PROVIDED DATA:
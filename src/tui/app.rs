//! Application state for the TUI.

use std::time::Duration;

use crossterm::event::{Event, KeyCode, KeyEvent, KeyEventKind, KeyModifiers};
use ratatui::Frame;
use tracing::info;

use super::{
    navigator::Navigator,
    ui,
    widgets::{InteractiveStatefulWidget, KeyMouseEvent, PillBar, PillBarState},
};
use crate::{
    config::{Config, TabConfig},
    selector::SelectorBar,
};

/// Longest frame the indicator is advanced by at once.
const MAX_FRAME: Duration = Duration::from_millis(100);

/// Application state.
pub struct App {
    config: Config,
    /// Tabs in their current order.
    tabs: Vec<TabConfig>,
    /// Tabs taken out with `d`, restored with `u`.
    removed: Vec<TabConfig>,
    pub navigator: Navigator,
    pub pill: PillBarState,
    /// Whether app should exit.
    pub should_exit: bool,
}

impl App {
    #[must_use]
    pub fn new(config: Config) -> Self {
        let mut pill = PillBarState::new(SelectorBar::new(config.spring));
        PillBar::update_state(&mut pill, config.options());
        let mut navigator = Navigator::from_config(&config);
        navigator.route(&mut pill.bar);

        Self {
            tabs: config.tabs.clone(),
            config,
            removed: Vec::new(),
            navigator,
            pill,
            should_exit: false,
        }
    }

    #[must_use]
    pub const fn frame_interval(&self) -> Duration {
        self.config.frame_interval()
    }

    #[must_use]
    pub fn tabs(&self) -> &[TabConfig] {
        &self.tabs
    }

    #[must_use]
    pub fn tab(&self, id: &str) -> Option<&TabConfig> {
        self.tabs.iter().find(|t| t.id == id)
    }

    /// Advance the frame clock.
    pub fn tick(&mut self, dt: Duration) {
        let dt = dt.min(MAX_FRAME);
        if self.navigator.advance(dt) {
            self.navigator.route(&mut self.pill.bar);
        }
        self.pill.bar.tick(dt);
    }

    pub fn render(&mut self, frame: &mut Frame) {
        ui::render(frame, self);
    }

    /// Handle a terminal event.
    pub fn handle_event(&mut self, event: &Event) {
        match event {
            Event::Key(key) if key.kind == KeyEventKind::Press => self.handle_key(*key),
            Event::Mouse(mouse) if self.navigator.modal().is_none() => {
                PillBar::handle_event(&mut self.pill, KeyMouseEvent::Mouse(*mouse));
            }
            _ => return,
        }
        self.navigator.route(&mut self.pill.bar);
    }

    fn handle_key(&mut self, key: KeyEvent) {
        if key.modifiers.contains(KeyModifiers::CONTROL) && key.code == KeyCode::Char('c') {
            self.should_exit = true;
            return;
        }

        if self.navigator.modal().is_some() {
            if matches!(key.code, KeyCode::Esc | KeyCode::Enter | KeyCode::Char('q')) {
                self.navigator.close_modal();
            }
            return;
        }

        match key.code {
            KeyCode::Char('q') => self.should_exit = true,
            KeyCode::Char('d') => self.remove_active_tab(),
            KeyCode::Char('u') => self.restore_tabs(),
            KeyCode::Char('r') => self.rotate_tabs(),
            _ => {
                PillBar::handle_event(&mut self.pill, KeyMouseEvent::Key(key));
            }
        }
    }

    fn remove_active_tab(&mut self) {
        let Some(active) = self.navigator.active() else {
            return;
        };
        if self.tabs.len() <= 1 {
            return;
        }
        let Some(pos) = self.tabs.iter().position(|t| t.id == active) else {
            return;
        };
        let tab = self.tabs.remove(pos);
        info!(tab = %tab.id, "tab removed");
        self.removed.push(tab);
        self.apply_tabs();
    }

    fn restore_tabs(&mut self) {
        if self.removed.is_empty() {
            return;
        }
        self.tabs.append(&mut self.removed);
        self.apply_tabs();
    }

    fn rotate_tabs(&mut self) {
        if !self.tabs.is_empty() {
            self.tabs.rotate_left(1);
            self.apply_tabs();
        }
    }

    fn apply_tabs(&mut self) {
        let options = self.tabs.iter().map(TabConfig::to_option).collect();
        PillBar::update_state(&mut self.pill, options);
        self.navigator.retain_tabs(&self.tabs);
        self.navigator.route(&mut self.pill.bar);
    }
}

WORK ITEM: Word for word, restate the data above from its first line down to and including the line with "their current order.".

SOLUTION TO THE EXERCISE:
filename src/tui/app.rs
//! Application state for the TUI.

use std::time::Duration;

use crossterm::event::{Event, KeyCode, KeyEvent, KeyEventKind, KeyModifiers};
use ratatui::Frame;
use tracing::info;

use super::{
    navigator::Navigator,
    ui,
    widgets::{InteractiveStatefulWidget, KeyMouseEvent, PillBar, PillBarState},
};
use crate::{
    config::{Config, TabConfig},
    selector::SelectorBar,
};

/// Longest frame the indicator is advanced by at once.
const MAX_FRAME: Duration = Duration::from_millis(100);

/// Application state.
pub struct App {
    config: Config,
    /// Tabs in their current order.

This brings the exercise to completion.